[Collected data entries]

::::::

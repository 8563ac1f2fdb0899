//! Transport configuration

use crate::chip::ChipConfig;
use crate::error::{Error, Result};

/// Default SPI clock speed in Hz (10 MHz)
pub const DEFAULT_SPEED_HZ: u32 = 10_000_000;

/// SPI mode constants
pub mod mode {
    /// SPI mode 0: CPOL=0, CPHA=0
    pub const MODE_0: u8 = 0;
    /// SPI mode 1: CPOL=0, CPHA=1
    pub const MODE_1: u8 = 1;
    /// SPI mode 2: CPOL=1, CPHA=0
    pub const MODE_2: u8 = 2;
    /// SPI mode 3: CPOL=1, CPHA=1
    pub const MODE_3: u8 = 3;
}

/// Fixed configuration applied when a transport is opened
#[derive(Debug, Clone, Copy, PartialEq, Eq)]
pub struct TransportConfig {
    /// SPI clock speed in Hz
    pub speed_hz: u32,
    /// SPI mode (0-3)
    pub mode: u8,
    /// Bits per word
    pub bits_per_word: u8,
}

impl Default for TransportConfig {
    fn default() -> Self {
        Self {
            speed_hz: DEFAULT_SPEED_HZ,
            mode: mode::MODE_0,
            bits_per_word: 8,
        }
    }
}

impl TransportConfig {
    /// Build a mode 0 configuration for `chip` at the requested clock speed
    ///
    /// The speed must be non-zero and no faster than the chip is rated for.
    pub fn for_chip(chip: &ChipConfig, speed_hz: u32) -> Result<Self> {
        if speed_hz == 0 || speed_hz > chip.max_speed_hz {
            log::error!(
                "SPI speed {} Hz outside the chip's range (1..={} Hz)",
                speed_hz,
                chip.max_speed_hz
            );
            return Err(Error::ConfigurationRejected);
        }
        if chip.bits_per_word != 8 {
            log::warn!(
                "Using {} bits per word with byte-framed commands; validate against hardware",
                chip.bits_per_word
            );
        }
        Ok(Self {
            speed_hz,
            mode: mode::MODE_0,
            bits_per_word: chip.bits_per_word,
        })
    }

    /// Override the SPI mode (0-3)
    pub fn with_mode(mut self, mode: u8) -> Result<Self> {
        if mode > mode::MODE_3 {
            log::error!("Invalid SPI mode: {} (must be 0-3)", mode);
            return Err(Error::ConfigurationRejected);
        }
        self.mode = mode;
        Ok(self)
    }
}
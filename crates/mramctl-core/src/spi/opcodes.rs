//! Serial MRAM opcodes
//!
//! Byte-mode subset of the command set shared by MR10Q010-class MRAM and
//! the 23x1024 serial SRAM family. Page/sequential burst commands and the
//! status register write are deliberately absent.

// ============================================================================
// Write control
// ============================================================================

/// Write Enable - required before every write
pub const WREN: u8 = 0x06;

// ============================================================================
// Status register
// ============================================================================

/// Read Status Register
pub const RDSR: u8 = 0x05;

// ============================================================================
// Data access
// ============================================================================

/// Read Data Bytes
pub const READ: u8 = 0x03;
/// Write Data Bytes
pub const WRITE: u8 = 0x02;

// ============================================================================
// Status register bits
// ============================================================================

/// Status register: Write Enable Latch
pub const SR_WEL: u8 = 1 << 1;
/// Status register: Block Protect 0
pub const SR_BP0: u8 = 1 << 2;
/// Status register: Block Protect 1
pub const SR_BP1: u8 = 1 << 3;
/// Status register: Status Register Write Disable
pub const SR_SRWD: u8 = 1 << 7;

/// Placeholder data byte returned alongside a failed read
///
/// A genuine stored 0xFF looks identical; only the accompanying error tells
/// the two apart.
pub const READ_SENTINEL: u8 = 0xFF;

::::::

Write down exactly the span of lines above from the one containing "pub const SR_WEL: u8 = 1 << 1;" to the one containing "pub const SR_SRWD: u8 = 1 << 7;", both ends included.

→ Exercise result
pub const SR_WEL: u8 = 1 << 1;
/// Status register: Block Protect 0
pub const SR_BP0: u8 = 1 << 2;
/// Status register: Block Protect 1
pub const SR_BP1: u8 = 1 << 3;
/// Status register: Status Register Write Disable
pub const SR_SRWD: u8 = 1 << 7;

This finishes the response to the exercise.